What the task asks: Beginning with the line that mentions "pub enum PipelineError", reproduce every line through the last line of the entries, exactly, and only those.

Provided data:
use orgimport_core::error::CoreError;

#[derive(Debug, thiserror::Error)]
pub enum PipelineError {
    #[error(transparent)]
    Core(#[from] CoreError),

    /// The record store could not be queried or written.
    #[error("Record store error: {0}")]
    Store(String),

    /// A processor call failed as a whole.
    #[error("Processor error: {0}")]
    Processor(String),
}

Exercise result:
pub enum PipelineError {
    #[error(transparent)]
    Core(#[from] CoreError),

    /// The record store could not be queried or written.
    #[error("Record store error: {0}")]
    Store(String),

    /// A processor call failed as a whole.
    #[error("Processor error: {0}")]
    Processor(String),
}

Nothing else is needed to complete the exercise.